L’uomo, qualunque azione compia, non può non agire per un siffatto fine.
Il che non vuol dire ancora agire in vista di giungere a Dio o in
obbedienza a Dio. Ciò non dipende dall’atto umano libero come tale, ma da
una scelta precisa dell’uomo, scelta che può variare da uomo a uomo,
perchè la scelta di Dio non è determinata dalla natura dell’atto umano
come tale, ma da un certo atto, posto liberamente, che può anche non
essere posto. Sotto questo punto di vista l’uomo può scegliere per Dio ma
anche contro Dio.
Padre Tyn stabilisce anche l’esistenza e la necessità del fine ultimo
naturale distinto da quello soprannaturale. Fine naturale è la
contemplazione di Dio come causa prima dell’universo; fine soprannaturale
è la beatitudine assicurata dalla vita cristiana come contemplazione
immediata dell’essenza del Dio trinitario.

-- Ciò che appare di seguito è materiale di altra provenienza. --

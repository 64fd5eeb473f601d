//! Office day example
//!
//! Walks one office through a morning:
//! - Registering an office with two counters
//! - Booking customers and watching live snapshots
//! - Calling, completing and a no-show re-queue

use a3s_token_queue::{
    BookingRequest, EngineConfig, EventEmitter, GeoPoint, OfficeRegistration, QueueManagerBuilder,
    QueueMetrics, TokenStatus,
};

#[tokio::main]
async fn main() -> anyhow::Result<()> {
    // Initialize tracing
    tracing_subscriber::fmt::init();

    println!("=== A3S Token Queue: Office Day Example ===\n");

    let metrics = QueueMetrics::local();
    let manager = QueueManagerBuilder::new(EventEmitter::new(100))
        .with_config(EngineConfig::new().with_default_avg_service_minutes(8))
        .with_metrics(metrics.clone())
        .build()
        .await?;

    let office = manager
        .register_office(
            OfficeRegistration::new("Civic Centre", 2).with_location(GeoPoint::new(51.5074, -0.1278)),
        )
        .await?;
    println!("✓ Registered {} ({} counters)", office.name, office.counter_count);

    let mut live = manager.subscribe(&office.id);
    let watcher = tokio::spawn(async move {
        while let Some(snapshot) = live.recv().await {
            println!(
                "  ⟳ wait={} allocated={} called={}",
                snapshot.summary.wait, snapshot.summary.allocated, snapshot.summary.called
            );
        }
    });

    println!("\nBooking customers...");
    let customers = [
        ("Alice", GeoPoint::new(51.5155, -0.0922)),
        ("Bob", GeoPoint::new(51.4613, -0.3037)),
        ("Charlie", GeoPoint::new(51.5033, -0.1195)),
        ("Dana", GeoPoint::new(51.5290, -0.1255)),
        ("Eve", GeoPoint::new(51.4700, -0.4543)),
        ("Frank", GeoPoint::new(51.5007, -0.1246)),
        ("Grace", GeoPoint::new(51.5194, -0.1270)),
        ("Heidi", GeoPoint::new(51.5079, -0.0877)),
    ];
    for (i, (name, location)) in customers.into_iter().enumerate() {
        let token = manager
            .book(
                &office.id,
                BookingRequest::new(name)
                    .with_user(format!("user-{}", i + 1))
                    .with_location(location),
            )
            .await?;
        println!(
            "  → #{} {} ({:?}, travel {} min, eta {:?} min)",
            token.token_number, name, token.status, token.travel_time_minutes, token.eta_minutes
        );
    }

    println!("\nServing...");
    let first = manager.call_next(&office.id, false).await?;
    let second = manager.call_next(&office.id, false).await?;
    println!("✓ Called #{} and #{}", first.token_number, second.token_number);

    match manager.call_next(&office.id, false).await {
        Err(e) => println!("✓ Third call rejected: {}", e),
        Ok(token) => println!("✗ Unexpectedly called #{}", token.token_number),
    }

    manager.complete(&first.id).await?;
    let missing = manager.no_show(&second.id).await?;
    println!("✓ #{} completed, #{} marked {}", first.token_number, missing.token_number, missing.status);

    let back = manager.requeue(&second.id).await?;
    println!("✓ #{} re-queued at position {:?}", back.token_number, back.position);

    let snapshot = manager.snapshot(&office.id).await?;
    println!("\nQueue now:");
    for token in &snapshot.tokens {
        let marker = if token.status == TokenStatus::Allocated { "●" } else { "○" };
        println!(
            "  {} #{} {} position {:?} eta {:?} min",
            marker, token.token_number, token.customer.name, token.position, token.eta_minutes
        );
    }

    let stats = metrics.snapshot().await;
    let mut counters: Vec<_> = stats
        .counters
        .iter()
        .filter(|(name, _)| !name.contains(&office.id))
        .collect();
    counters.sort();
    println!("\nMetrics:");
    for (name, value) in counters {
        println!("  {}: {}", name, value);
    }

    drop(manager);
    watcher.abort();
    println!("\n=== Example completed ===");
    Ok(())
}
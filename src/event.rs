//! Event system for queue lifecycle notifications

use futures_core::Stream;
use serde::{Deserialize, Serialize};
use std::collections::HashMap;
use std::pin::Pin;
use std::sync::Arc;
use std::task::{Context, Poll};
use tokio::sync::broadcast;

/// Event key type
pub type EventKey = String;

/// Event payload
#[derive(Debug, Clone, Serialize, Deserialize)]
#[serde(untagged)]
pub enum EventPayload {
    Empty,
    String(String),
    Map(HashMap<String, serde_json::Value>),
}

/// Queue lifecycle event
#[derive(Debug, Clone, Serialize, Deserialize)]
pub struct QueueEvent {
    /// Event key (e.g., "queue.token.booked", "queue.token.called")
    pub key: EventKey,

    /// Event payload
    pub payload: EventPayload,

    /// Timestamp
    pub timestamp: chrono::DateTime<chrono::Utc>,
}

impl QueueEvent {
    /// Create a new event
    pub fn new(key: impl Into<String>, payload: EventPayload) -> Self {
        Self {
            key: key.into(),
            payload,
            timestamp: chrono::Utc::now(),
        }
    }

    /// Create an event with no payload
    pub fn empty(key: impl Into<String>) -> Self {
        Self::new(key, EventPayload::Empty)
    }

    /// Create an event with a map payload
    pub fn with_map(key: impl Into<String>, map: HashMap<String, serde_json::Value>) -> Self {
        Self::new(key, EventPayload::Map(map))
    }

    /// Token-scoped event carrying office id, token id and token number
    pub fn for_token(
        key: impl Into<String>,
        office_id: &str,
        token_id: &str,
        token_number: u32,
    ) -> Self {
        Self::with_map(
            key,
            HashMap::from([
                ("office_id".to_string(), serde_json::json!(office_id)),
                ("token_id".to_string(), serde_json::json!(token_id)),
                ("token_number".to_string(), serde_json::json!(token_number)),
            ]),
        )
    }

    /// Office-scoped event
    pub fn for_office(key: impl Into<String>, office_id: &str) -> Self {
        Self::with_map(
            key,
            HashMap::from([("office_id".to_string(), serde_json::json!(office_id))]),
        )
    }

    /// Office id from a map payload, if present
    pub fn office_id(&self) -> Option<&str> {
        match &self.payload {
            EventPayload::Map(map) => map.get("office_id").and_then(|v| v.as_str()),
            _ => None,
        }
    }
}

/// Event emitter
#[derive(Clone)]
pub struct EventEmitter {
    sender: Arc<broadcast::Sender<QueueEvent>>,
}

impl EventEmitter {
    /// Create a new event emitter
    pub fn new(capacity: usize) -> Self {
        let (sender, _) = broadcast::channel(capacity.max(1));
        Self {
            sender: Arc::new(sender),
        }
    }

    /// Emit an event; dropped when nobody is listening
    pub fn emit(&self, event: QueueEvent) {
        let _ = self.sender.send(event);
    }

    /// Subscribe to events
    pub fn subscribe(&self) -> broadcast::Receiver<QueueEvent> {
        self.sender.subscribe()
    }

    /// Subscribe to filtered events as an `EventStream` (implements `Stream`)
    pub fn subscribe_filtered(
        &self,
        filter: impl Fn(&QueueEvent) -> bool + Send + Sync + 'static,
    ) -> EventStream {
        use tokio_stream::wrappers::BroadcastStream;
        use tokio_stream::StreamExt as TokioStreamExt;
        let stream = BroadcastStream::new(self.sender.subscribe())
            .filter_map(|r: Result<QueueEvent, _>| r.ok())
            .filter(move |e| filter(e));
        EventStream {
            inner: Box::pin(stream),
        }
    }

    /// Subscribe to all events as an `EventStream`
    pub fn subscribe_stream(&self) -> EventStream {
        self.subscribe_filtered(|_| true)
    }
}

/// Event stream, implements `futures_core::Stream<Item = QueueEvent>`.
///
/// Lagged events are skipped silently.
pub struct EventStream {
    inner: Pin<Box<dyn Stream<Item = QueueEvent> + Send>>,
}

impl Stream for EventStream {
    type Item = QueueEvent;

    fn poll_next(mut self: Pin<&mut Self>, cx: &mut Context<'_>) -> Poll<Option<Self::Item>> {
        self.inner.as_mut().poll_next(cx)
    }
}

impl EventStream {
    /// Receive the next matching event
    pub async fn recv(&mut self) -> Option<QueueEvent> {
        use tokio_stream::StreamExt;
        self.next().await
    }
}

/// Event catalog - predefined event keys
pub mod events {
    pub const OFFICE_REGISTERED: &str = "queue.office.registered";
    pub const OFFICE_CAPACITY_UPDATED: &str = "queue.office.capacity_updated";
    pub const OFFICE_PAUSED: &str = "queue.office.paused";
    pub const OFFICE_RESUMED: &str = "queue.office.resumed";
    pub const TOKEN_BOOKED: &str = "queue.token.booked";
    pub const TOKEN_ALLOCATED: &str = "queue.token.allocated";
    pub const TOKEN_CALLED: &str = "queue.token.called";
    pub const TOKEN_COMPLETED: &str = "queue.token.completed";
    pub const TOKEN_CANCELLED: &str = "queue.token.cancelled";
    pub const TOKEN_NO_SHOW: &str = "queue.token.no_show";
    pub const TOKEN_REQUEUED: &str = "queue.token.requeued";
    pub const RECALCULATION_FAILED: &str = "queue.recalculation.failed";
}
//! Metrics for queue observability
//!
//! A pluggable [`MetricsBackend`] with an in-memory [`LocalMetrics`] default.
//! [`QueueMetrics`] records token lifecycle counts, per-office queue gauges and
//! recalculation latency on top of any backend.

use crate::snapshot::QueueSummary;
use async_trait::async_trait;
use std::collections::HashMap;
use std::sync::Arc;
use tokio::sync::RwLock;

/// A pluggable metrics backend trait.
///
/// Implement this to forward queue metrics to Prometheus, OpenTelemetry or a
/// custom monitoring system.
#[async_trait]
pub trait MetricsBackend: Send + Sync {
    /// Increment a counter metric by the given value
    async fn increment_counter(&self, name: &str, value: u64);

    /// Set a gauge metric to the given value
    async fn set_gauge(&self, name: &str, value: f64);

    /// Record a histogram observation
    async fn record_histogram(&self, name: &str, value: f64);

    async fn get_counter(&self, name: &str) -> Option<u64>;

    async fn get_gauge(&self, name: &str) -> Option<f64>;

    async fn get_histogram_stats(&self, name: &str) -> Option<HistogramStats>;

    /// Reset all metrics (useful for testing)
    async fn reset(&self);

    /// Export all metrics as a snapshot
    async fn snapshot(&self) -> MetricsSnapshot;
}

/// Summary statistics for a histogram metric
#[derive(Debug, Clone, PartialEq)]
pub struct HistogramStats {
    pub count: u64,
    pub sum: f64,
    pub min: f64,
    pub max: f64,
    pub mean: f64,
}

impl Default for HistogramStats {
    fn default() -> Self {
        Self {
            count: 0,
            sum: 0.0,
            min: f64::MAX,
            max: f64::MIN,
            mean: 0.0,
        }
    }
}

impl HistogramStats {
    fn record(&mut self, value: f64) {
        self.count += 1;
        self.sum += value;
        self.min = self.min.min(value);
        self.max = self.max.max(value);
        self.mean = self.sum / self.count as f64;
    }
}

/// Snapshot of all metrics at a point in time
#[derive(Debug, Clone, Default)]
pub struct MetricsSnapshot {
    pub counters: HashMap<String, u64>,
    pub gauges: HashMap<String, f64>,
    pub histograms: HashMap<String, HistogramStats>,
}

/// Local in-memory metrics implementation
#[derive(Default)]
pub struct LocalMetrics {
    counters: RwLock<HashMap<String, u64>>,
    gauges: RwLock<HashMap<String, f64>>,
    histograms: RwLock<HashMap<String, HistogramStats>>,
}

impl LocalMetrics {
    pub fn new() -> Self {
        Self::default()
    }
}

#[async_trait]
impl MetricsBackend for LocalMetrics {
    async fn increment_counter(&self, name: &str, value: u64) {
        let mut counters = self.counters.write().await;
        *counters.entry(name.to_string()).or_insert(0) += value;
    }

    async fn set_gauge(&self, name: &str, value: f64) {
        let mut gauges = self.gauges.write().await;
        gauges.insert(name.to_string(), value);
    }

    async fn record_histogram(&self, name: &str, value: f64) {
        let mut histograms = self.histograms.write().await;
        histograms
            .entry(name.to_string())
            .or_default()
            .record(value);
    }

    async fn get_counter(&self, name: &str) -> Option<u64> {
        self.counters.read().await.get(name).copied()
    }

    async fn get_gauge(&self, name: &str) -> Option<f64> {
        self.gauges.read().await.get(name).copied()
    }

    async fn get_histogram_stats(&self, name: &str) -> Option<HistogramStats> {
        self.histograms.read().await.get(name).cloned()
    }

    async fn reset(&self) {
        self.counters.write().await.clear();
        self.gauges.write().await.clear();
        self.histograms.write().await.clear();
    }

    async fn snapshot(&self) -> MetricsSnapshot {
        MetricsSnapshot {
            counters: self.counters.read().await.clone(),
            gauges: self.gauges.read().await.clone(),
            histograms: self.histograms.read().await.clone(),
        }
    }
}

/// Predefined metric names
pub mod metric_names {
    /// Counter: tokens booked
    pub const TOKENS_BOOKED: &str = "queue.tokens.booked";
    /// Counter: WAIT -> ALLOCATED promotions
    pub const TOKENS_PROMOTED: &str = "queue.tokens.promoted";
    /// Counter: tokens called to a counter
    pub const TOKENS_CALLED: &str = "queue.tokens.called";
    /// Counter: tokens completed
    pub const TOKENS_COMPLETED: &str = "queue.tokens.completed";
    /// Counter: tokens cancelled
    pub const TOKENS_CANCELLED: &str = "queue.tokens.cancelled";
    /// Counter: tokens marked no-show
    pub const TOKENS_NO_SHOW: &str = "queue.tokens.no_show";
    /// Counter: no-show tokens re-queued
    pub const TOKENS_REQUEUED: &str = "queue.tokens.requeued";
    /// Counter: recalculation passes that failed
    pub const RECALCULATION_FAILURES: &str = "queue.recalculation.failures";

    /// Gauge: WAIT tokens per office
    pub const QUEUE_WAITING: &str = "queue.office.waiting";
    /// Gauge: ALLOCATED + CALLED tokens per office
    pub const QUEUE_ENGAGED: &str = "queue.office.engaged";

    /// Histogram: recalculation pass latency (ms)
    pub const RECALCULATION_LATENCY: &str = "queue.recalculation.latency_ms";
    /// Histogram: minutes from booking to call
    pub const CALL_WAIT_MINUTES: &str = "queue.token.wait_minutes";
}

/// Queue metrics collector that wraps a metrics backend
#[derive(Clone)]
pub struct QueueMetrics {
    backend: Arc<dyn MetricsBackend>,
}

impl QueueMetrics {
    pub fn new(backend: Arc<dyn MetricsBackend>) -> Self {
        Self { backend }
    }

    /// Collector with a local in-memory backend
    pub fn local() -> Self {
        Self::new(Arc::new(LocalMetrics::new()))
    }

    pub fn backend(&self) -> &Arc<dyn MetricsBackend> {
        &self.backend
    }

    /// Increment `name` globally and for one office
    pub async fn count(&self, name: &str, office_id: &str, value: u64) {
        self.backend.increment_counter(name, value).await;
        self.backend
            .increment_counter(&format!("{}.{}", name, office_id), value)
            .await;
    }

    /// Record the outcome of a recalculation pass
    pub async fn record_recalculation(
        &self,
        office_id: &str,
        summary: &QueueSummary,
        promoted: usize,
        latency_ms: f64,
    ) {
        if promoted > 0 {
            self.count(metric_names::TOKENS_PROMOTED, office_id, promoted as u64)
                .await;
        }
        self.backend
            .set_gauge(
                &format!("{}.{}", metric_names::QUEUE_WAITING, office_id),
                summary.wait as f64,
            )
            .await;
        self.backend
            .set_gauge(
                &format!("{}.{}", metric_names::QUEUE_ENGAGED, office_id),
                summary.engaged() as f64,
            )
            .await;
        self.backend
            .record_histogram(metric_names::RECALCULATION_LATENCY, latency_ms)
            .await;
    }

    /// Record how long a token waited between booking and its call
    pub async fn record_call_wait(&self, office_id: &str, wait_minutes: f64) {
        self.count(metric_names::TOKENS_CALLED, office_id, 1).await;
        self.backend
            .record_histogram(metric_names::CALL_WAIT_MINUTES, wait_minutes)
            .await;
    }

    pub async fn snapshot(&self) -> MetricsSnapshot {
        self.backend.snapshot().await
    }

    pub async fn reset(&self) {
        self.backend.reset().await;
    }
}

Padre Tyn commenta le prime cinque questioni della I-II della Somma
Teologica di S.Tommaso, dove l’Aquinate passa in rassegna una serie di
valori domandandosi per ciascuno se in esso consiste la beatitudine
dell’uomo. Trattandosi di valori semplicemente creati e finiti, essi
vengono scartati ad un ad uno con ponderate considerazioni, sino a
giungere alla conclusione, ben fondata, che la vera beatitudine dell’uomo
consiste nella visione immediata della divina essenza.
Il fine ultimo si chiama così perché, benchè esso sia il primo
nell’intenzione, esso è l’ultimo ad essere conseguito, per cui è quel fine
al conseguimento del quale si ordina il raggiungimento di tutti i fini
intermedi che vengon raggiunti nella vita presente. Padre Tomas, seguendo
l’insegnamento dell’Aquinate, dimostra che il vero fine ultimo, il vero
Assoluto e sommo bene, è Dio, il quale trascende tutti i beni finiti della
vita presente, i quali possono avere per l’uomo l’apparenza dell’assoluto,
ma gli danno una falsa felicità.
Il fine ultimo nell’ordine dell’appetibile e del bene è la causa prima
nell’ordine dell’essere. E poichè l’appetizione della volontà suppone la
conoscenza dell’intelletto, il fine ultimo può essere desiderato solo dopo
che la ragione ha stabilito l’esistenza della causa prima, perché è
appunto questa che si presenta come fine ultimo della volontà.
Questa trattazione di Padre Tyn si mostra utile oggi per evitare due
errori opposti: l’errore secolarista-materialista, che riduce il fine
dell’uomo nei limiti dello stesso uomo, chiudendosi al conseguimento del
bene divino trascendente, oltre i confini della vita presente; e l’errore
trascendentalista, di marca idealista-panteista, che risolve l’uomo in
un’“autotrascendenza” verso un Dio che non trascende l’uomo ma è
semplicemente l’“orizzonte” di questa autotrascendenza.
Il primo deprime la dignità umana abbassandola al livello dell’animale; il
secondo la esalta eccessivamente confondendo la natura umana con quella
divina. Il primo nega la trascendenza, il secondo ne propone una
concezione falsa. Entrambi chiudono all’uomo la via verso la sua vera
felicità: l’azione libera e responsabile in vista del raggiungimento del
fine ultimo, sommo bene che è Dio.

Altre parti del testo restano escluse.